In any sport, performance enhancing drugs or steroids are a sore subject. With the growing popularity of eSports, a discussion about this subject will need to start soon. Sure, eSports players would not gain an edge by using anabolic steroids, because they are made to enhance the physical while eSports are in huge part a mental venture; however, there are some prescription meds which can help you concentrate, for example.
Help with concentration and alertness, among other similar advantages, is precisely what Internet scammers are slowly trying to sell. On 23 November, the eSports Journalist of the Year, Richard Lewis, made a video about fake advertising of eSports supplements. A Counter-Strike: Global Offensive player, Ryan "fREAKAZOiD" Abadir, was featured in the video as a player who’s supposedly advertising the supplements. Of course, fREAKAZOiD himself hasn’t heard anything about it.
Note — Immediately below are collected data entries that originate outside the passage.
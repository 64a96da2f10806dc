//! Request identity.
//!
//! Authentication itself lives in the fronting layer; by the time a request
//! reaches this service the caller's identity has been resolved and attached
//! as headers. The `ephemeral` flag is an explicit capability: ephemeral
//! identities keep all data in the local fallback store and never reach the
//! remote row store.

use axum::{extract::FromRequestParts, http::request::Parts};
use uuid::Uuid;

use crate::errors::AppError;

pub const IDENTITY_ID_HEADER: &str = "x-identity-id";
pub const IDENTITY_EPHEMERAL_HEADER: &str = "x-identity-ephemeral";

#[derive(Debug, Clone, Copy)]
pub struct Identity {
    pub id: Uuid,
    pub ephemeral: bool,
}

#[axum::async_trait]
impl<S> FromRequestParts<S> for Identity
where
    S: Send + Sync,
{
    type Rejection = AppError;

    async fn from_request_parts(parts: &mut Parts, _state: &S) -> Result<Self, Self::Rejection> {
        let id = parts
            .headers
            .get(IDENTITY_ID_HEADER)
            .and_then(|v| v.to_str().ok())
            .ok_or(AppError::Unauthorized)?;
        let id = Uuid::parse_str(id).map_err(|_| AppError::Unauthorized)?;

        let ephemeral = parts
            .headers
            .get(IDENTITY_EPHEMERAL_HEADER)
            .and_then(|v| v.to_str().ok())
            .map(|v| v.eq_ignore_ascii_case("true") || v == "1")
            .unwrap_or(false);

        Ok(Identity { id, ephemeral })
    }
}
Now, over the weekend, an ad started going around Facebook, showing a League of Legends player, Team SoloMid’s Soren “Bjergsen” Bjerg endorsing Synagen IQ. Of course, the whole thing is bullshit. Bjergsen himself didn’t take long at all to distance himself from the suspicious concoction on Twitter. Steps are being taken to make sure that the ad is not shown any more.
To be honest, despite the popular belief that everything you read on the Internet is true, you should keep in mind that it’s quite often false or at least not the whole truth. That’s what happens when you have a global unregulated space, where anyone can say anything they like. Unless your doctor recommends a supplement you could take to increase your alertness, take a sceptic look at all pharmaceutical ads you see.
Scams like this work by convincing you that you can get something unheard of. To give their scam some legitimacy, they put a face you’d recognize on the ad and allege that that person uses their product and tries to convince his friends or teammates to use it as well. Also, scammers might spew bullshit statements about the need to keep this product secret because if everyone knew how good it was, everyone would want it. That is a very big, red, flashing warning sign. Finally, if a product is good and the player wants to endorse it, he will not do it for free. Being a professional, he will receive money for the endorsement and have a contract. The makers of the supplement will want him to publicize it as much as possible; the player will actually talk about it anytime he can. Don’t trust the player’s picture on some ad, check if he’s actually on record endorsing the product. Then, go to your doctor and ask about it. Better yet, just ignore internet ads for supplements. Most of the time, they are just crap.